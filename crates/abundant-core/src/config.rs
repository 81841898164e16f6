// Rust guideline compliant 2026-10-19

//! Configuration management for Abundant.
//!
//! Configuration is layered from several TOML files. A [`ConfigLoader`] is
//! built explicitly by the caller with the files to read, in precedence
//! order, and produces an owned [`Config`] that is passed down the call
//! chain.

use crate::{Error, Result};
use serde::{Deserialize, Serialize};
use std::path::{Path, PathBuf};

/// Name of configuration files, both system-wide and per database.
pub const CONFIG_FILE: &str = "ab.conf";

/// Environment variable listing extra configuration files.
pub const CONFIG_PATH_VAR: &str = "ABCONFPATH";

/// User interface settings.
#[derive(Debug, Clone, PartialEq, Eq, Serialize, Deserialize)]
pub struct UiConfig {
    /// Current user, resolved against the users file.
    #[serde(default, skip_serializing_if = "Option::is_none")]
    pub username: Option<String>,

    /// Editor command.
    #[serde(default, skip_serializing_if = "Option::is_none")]
    pub editor: Option<String>,

    /// strftime format for compact dates.
    #[serde(default = "default_short_date")]
    pub short_date: String,

    /// strftime format for detailed dates.
    #[serde(default = "default_long_date")]
    pub long_date: String,
}

fn default_short_date() -> String {
    "%d/%m/%y %I:%M%p".to_string()
}

fn default_long_date() -> String {
    "%a, %b. %d %y at %I:%M:%S%p".to_string()
}

impl Default for UiConfig {
    fn default() -> Self {
        Self {
            username: None,
            editor: None,
            short_date: default_short_date(),
            long_date: default_long_date(),
        }
    }
}

/// Issue metadata that can be restricted to a configured vocabulary.
#[derive(Debug, Clone, Copy, PartialEq, Eq, Hash)]
pub enum MetaKind {
    /// Issue type.
    Issue,
    Severity,
    Status,
    Resolution,
    Category,
}

impl MetaKind {
    /// Every metadata kind.
    pub const ALL: [MetaKind; 5] = [
        MetaKind::Issue,
        MetaKind::Severity,
        MetaKind::Status,
        MetaKind::Resolution,
        MetaKind::Category,
    ];

    /// Returns the configuration key of the kind.
    #[must_use]
    pub fn name(self) -> &'static str {
        match self {
            MetaKind::Issue => "issue",
            MetaKind::Severity => "severity",
            MetaKind::Status => "status",
            MetaKind::Resolution => "resolution",
            MetaKind::Category => "category",
        }
    }
}

impl std::fmt::Display for MetaKind {
    fn fmt(&self, f: &mut std::fmt::Formatter<'_>) -> std::fmt::Result {
        f.write_str(self.name())
    }
}

/// Vocabulary and defaults for one metadata kind.
#[derive(Debug, Clone, Default, PartialEq, Eq, Serialize, Deserialize)]
pub struct MetaField {
    /// Accepted values.
    #[serde(default)]
    pub choices: Vec<String>,

    /// Value for new issues.
    #[serde(default, skip_serializing_if = "Option::is_none")]
    pub default: Option<String>,

    /// Value applied when an issue is reopened.
    #[serde(default, skip_serializing_if = "Option::is_none")]
    pub opened: Option<String>,

    /// Value applied when an issue is resolved.
    #[serde(default, skip_serializing_if = "Option::is_none")]
    pub resolved: Option<String>,
}

impl MetaField {
    /// Returns every accepted value, including the configured defaults.
    #[must_use]
    pub fn vocabulary(&self) -> Vec<String> {
        self.choices
            .iter()
            .chain(&self.default)
            .chain(&self.resolved)
            .chain(&self.opened)
            .filter(|value| !value.trim().is_empty())
            .cloned()
            .collect()
    }
}

/// Metadata vocabularies, one optional table per kind.
#[derive(Debug, Clone, Default, PartialEq, Eq, Serialize, Deserialize)]
pub struct MetadataConfig {
    #[serde(default, skip_serializing_if = "Option::is_none")]
    pub issue: Option<MetaField>,
    #[serde(default, skip_serializing_if = "Option::is_none")]
    pub severity: Option<MetaField>,
    #[serde(default, skip_serializing_if = "Option::is_none")]
    pub status: Option<MetaField>,
    #[serde(default, skip_serializing_if = "Option::is_none")]
    pub resolution: Option<MetaField>,
    #[serde(default, skip_serializing_if = "Option::is_none")]
    pub category: Option<MetaField>,
}

impl MetadataConfig {
    /// Returns the configuration of `kind`, if any.
    #[must_use]
    pub fn get(&self, kind: MetaKind) -> Option<&MetaField> {
        match kind {
            MetaKind::Issue => self.issue.as_ref(),
            MetaKind::Severity => self.severity.as_ref(),
            MetaKind::Status => self.status.as_ref(),
            MetaKind::Resolution => self.resolution.as_ref(),
            MetaKind::Category => self.category.as_ref(),
        }
    }

    /// Returns the value new issues get for `kind`.
    #[must_use]
    pub fn default_for(&self, kind: MetaKind) -> Option<&str> {
        self.get(kind).and_then(|field| field.default.as_deref())
    }

    /// Returns the value applied to `kind` on resolution.
    #[must_use]
    pub fn resolved_for(&self, kind: MetaKind) -> Option<&str> {
        self.get(kind).and_then(|field| field.resolved.as_deref())
    }

    /// Returns the value applied to `kind` on reopening.
    #[must_use]
    pub fn opened_for(&self, kind: MetaKind) -> Option<&str> {
        self.get(kind).and_then(|field| field.opened.as_deref())
    }
}

/// Configuration for Abundant behavior.
#[derive(Debug, Clone, Default, PartialEq, Eq, Serialize, Deserialize)]
pub struct Config {
    #[serde(default)]
    pub ui: UiConfig,

    #[serde(default)]
    pub metadata: MetadataConfig,
}

impl Config {
    /// Parses a single configuration document.
    ///
    /// # Errors
    ///
    /// Returns an error if the document is not valid TOML for a `Config`.
    pub fn parse(content: &str) -> Result<Self> {
        toml::from_str(content).map_err(|e| Error::Config(e.to_string()))
    }

    /// Applies environment overrides looked up through `var`.
    ///
    /// Supported variables:
    /// - `AB_USERNAME` - current user
    /// - `AB_EDITOR` - editor command
    fn apply_overrides(&mut self, var: impl Fn(&str) -> Option<String>) {
        if let Some(username) = var("AB_USERNAME").filter(|v| !v.trim().is_empty()) {
            self.ui.username = Some(username);
        }
        if let Some(editor) = var("AB_EDITOR").filter(|v| !v.trim().is_empty()) {
            self.ui.editor = Some(editor);
        }
    }
}

/// Ordered list of configuration files to merge.
///
/// Later files override earlier ones key by key; missing files are skipped.
#[derive(Debug, Clone, Default)]
pub struct ConfigLoader {
    paths: Vec<PathBuf>,
}

impl ConfigLoader {
    /// Creates a loader with no files.
    #[must_use]
    pub fn new() -> Self {
        Self::default()
    }

    /// Creates a loader for the system and user configuration files.
    ///
    /// Files, lowest precedence first: `/etc/abundant/ab.conf`,
    /// `$HOME/.ab.conf`, then each entry of `ABCONFPATH`.
    #[must_use]
    pub fn system() -> Self {
        let mut loader = Self::new().with_path(Path::new("/etc/abundant").join(CONFIG_FILE));
        if let Some(home) = std::env::var_os("HOME").or_else(|| std::env::var_os("USERPROFILE")) {
            loader = loader.with_path(PathBuf::from(home).join(".ab.conf"));
        }
        if let Some(extra) = std::env::var_os(CONFIG_PATH_VAR) {
            loader
                .paths
                .extend(std::env::split_paths(&extra).filter(|p| !p.as_os_str().is_empty()));
        }
        loader
    }

    /// Appends a file with higher precedence than those already added.
    #[must_use]
    pub fn with_path(mut self, path: impl Into<PathBuf>) -> Self {
        self.paths.push(path.into());
        self
    }

    /// Returns the files in precedence order.
    #[must_use]
    pub fn paths(&self) -> &[PathBuf] {
        &self.paths
    }

    /// Loads and merges every file, then applies environment overrides.
    ///
    /// # Errors
    ///
    /// Returns an error if:
    /// - A file exists but cannot be read
    /// - A file is not valid TOML
    /// - The merged values do not form a valid configuration
    pub fn load(&self) -> Result<Config> {
        self.load_with(|key| std::env::var(key).ok())
    }

    fn load_with(&self, var: impl Fn(&str) -> Option<String>) -> Result<Config> {
        let mut merged = toml::Table::new();
        for path in &self.paths {
            if !path.is_file() {
                continue;
            }
            let content = std::fs::read_to_string(path)?;
            let table: toml::Table = toml::from_str(&content)
                .map_err(|e| Error::Config(format!("{}: {}", path.display(), e)))?;
            tracing::debug!(path = %path.display(), "loaded config file");
            merge_tables(&mut merged, table);
        }

        let mut config: Config = toml::Value::Table(merged)
            .try_into()
            .map_err(|e: toml::de::Error| Error::Config(e.to_string()))?;
        config.apply_overrides(var);
        Ok(config)
    }
}

fn merge_tables(base: &mut toml::Table, overlay: toml::Table) {
    for (key, value) in overlay {
        match (base.get_mut(&key), value) {
            (Some(toml::Value::Table(existing)), toml::Value::Table(incoming)) => {
                merge_tables(existing, incoming);
            }
            (_, value) => {
                base.insert(key, value);
            }
        }
    }
}

#[cfg(test)]
mod tests {
    use super::*;
    use std::collections::HashMap;
    use tempfile::TempDir;

    fn no_env(_: &str) -> Option<String> {
        None
    }

    #[test]
    fn test_default_config() {
        let config = Config::default();
        assert_eq!(config.ui.username, None);
        assert_eq!(config.ui.short_date, "%d/%m/%y %I:%M%p");
        assert!(config.metadata.get(MetaKind::Status).is_none());
    }

    #[test]
    fn test_load_missing_files() {
        let temp_dir = TempDir::new().unwrap();
        let loader = ConfigLoader::new().with_path(temp_dir.path().join(CONFIG_FILE));
        assert_eq!(loader.load_with(no_env).unwrap(), Config::default());
    }

    #[test]
    fn test_later_files_override_earlier() {
        let temp_dir = TempDir::new().unwrap();
        let system = temp_dir.path().join("system.conf");
        let local = temp_dir.path().join("local.conf");
        std::fs::write(
            &system,
            r#"
[ui]
username = "Jane Doe <jane@example.com>"
editor = "vi"

[metadata.status]
choices = ["open", "in progress"]
default = "open"
"#,
        )
        .unwrap();
        std::fs::write(
            &local,
            r#"
[ui]
editor = "nano"

[metadata.status]
resolved = "closed"
"#,
        )
        .unwrap();

        let config = ConfigLoader::new()
            .with_path(&system)
            .with_path(&local)
            .load_with(no_env)
            .unwrap();
        assert_eq!(
            config.ui.username.as_deref(),
            Some("Jane Doe <jane@example.com>")
        );
        assert_eq!(config.ui.editor.as_deref(), Some("nano"));
        assert_eq!(config.metadata.default_for(MetaKind::Status), Some("open"));
        assert_eq!(config.metadata.resolved_for(MetaKind::Status), Some("closed"));
        assert_eq!(
            config.metadata.get(MetaKind::Status).unwrap().vocabulary(),
            vec!["open", "in progress", "open", "closed"]
        );
    }

    #[test]
    fn test_invalid_file_names_path() {
        let temp_dir = TempDir::new().unwrap();
        let path = temp_dir.path().join(CONFIG_FILE);
        std::fs::write(&path, "[ui\nusername = ").unwrap();
        let err = ConfigLoader::new().with_path(&path).load_with(no_env).unwrap_err();
        assert!(matches!(&err, Error::Config(msg) if msg.contains(CONFIG_FILE)));
    }

    #[test]
    fn test_env_overrides_file() {
        let temp_dir = TempDir::new().unwrap();
        let path = temp_dir.path().join(CONFIG_FILE);
        std::fs::write(&path, "[ui]\nusername = \"file user\"\n").unwrap();

        let env: HashMap<&str, &str> = [("AB_USERNAME", "env user"), ("AB_EDITOR", "  ")]
            .into_iter()
            .collect();
        let config = ConfigLoader::new()
            .with_path(&path)
            .load_with(|key| env.get(key).map(|v| v.to_string()))
            .unwrap();
        assert_eq!(config.ui.username.as_deref(), Some("env user"));
        assert_eq!(config.ui.editor, None);
    }

    #[test]
    fn test_save_and_parse() {
        let temp_dir = TempDir::new().unwrap();
        let path = temp_dir.path().join(CONFIG_FILE);
        let mut original = Config::default();
        original.ui.username = Some("bob".to_string());
        original.metadata.severity = Some(MetaField {
            choices: vec!["low".to_string(), "high".to_string()],
            default: Some("low".to_string()),
            ..MetaField::default()
        });

        std::fs::write(&path, toml::to_string_pretty(&original).unwrap()).unwrap();
        let loaded = ConfigLoader::new().with_path(&path).load_with(|_| None).unwrap();
        assert_eq!(original, loaded);
    }
}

........

DESCRIPTION OF THE TASK = Return the material exactly as it stands above, but only from its first line to the line containing "Every metadata kind.", both ends included.

RESPONSE BOX =
filename crates/abundant-core/src/config.rs
repository 81841898164e16f6
// Rust guideline compliant 2026-10-19

//! Configuration management for Abundant.
//!
//! Configuration is layered from several TOML files. A [`ConfigLoader`] is
//! built explicitly by the caller with the files to read, in precedence
//! order, and produces an owned [`Config`] that is passed down the call
//! chain.

use crate::{Error, Result};
use serde::{Deserialize, Serialize};
use std::path::{Path, PathBuf};

/// Name of configuration files, both system-wide and per database.
pub const CONFIG_FILE: &str = "ab.conf";

/// Environment variable listing extra configuration files.
pub const CONFIG_PATH_VAR: &str = "ABCONFPATH";

/// User interface settings.
#[derive(Debug, Clone, PartialEq, Eq, Serialize, Deserialize)]
pub struct UiConfig {
    /// Current user, resolved against the users file.
    #[serde(default, skip_serializing_if = "Option::is_none")]
    pub username: Option<String>,

    /// Editor command.
    #[serde(default, skip_serializing_if = "Option::is_none")]
    pub editor: Option<String>,

    /// strftime format for compact dates.
    #[serde(default = "default_short_date")]
    pub short_date: String,

    /// strftime format for detailed dates.
    #[serde(default = "default_long_date")]
    pub long_date: String,
}

fn default_short_date() -> String {
    "%d/%m/%y %I:%M%p".to_string()
}

fn default_long_date() -> String {
    "%a, %b. %d %y at %I:%M:%S%p".to_string()
}

impl Default for UiConfig {
    fn default() -> Self {
        Self {
            username: None,
            editor: None,
            short_date: default_short_date(),
            long_date: default_long_date(),
        }
    }
}

/// Issue metadata that can be restricted to a configured vocabulary.
#[derive(Debug, Clone, Copy, PartialEq, Eq, Hash)]
pub enum MetaKind {
    /// Issue type.
    Issue,
    Severity,
    Status,
    Resolution,
    Category,
}

impl MetaKind {
    /// Every metadata kind.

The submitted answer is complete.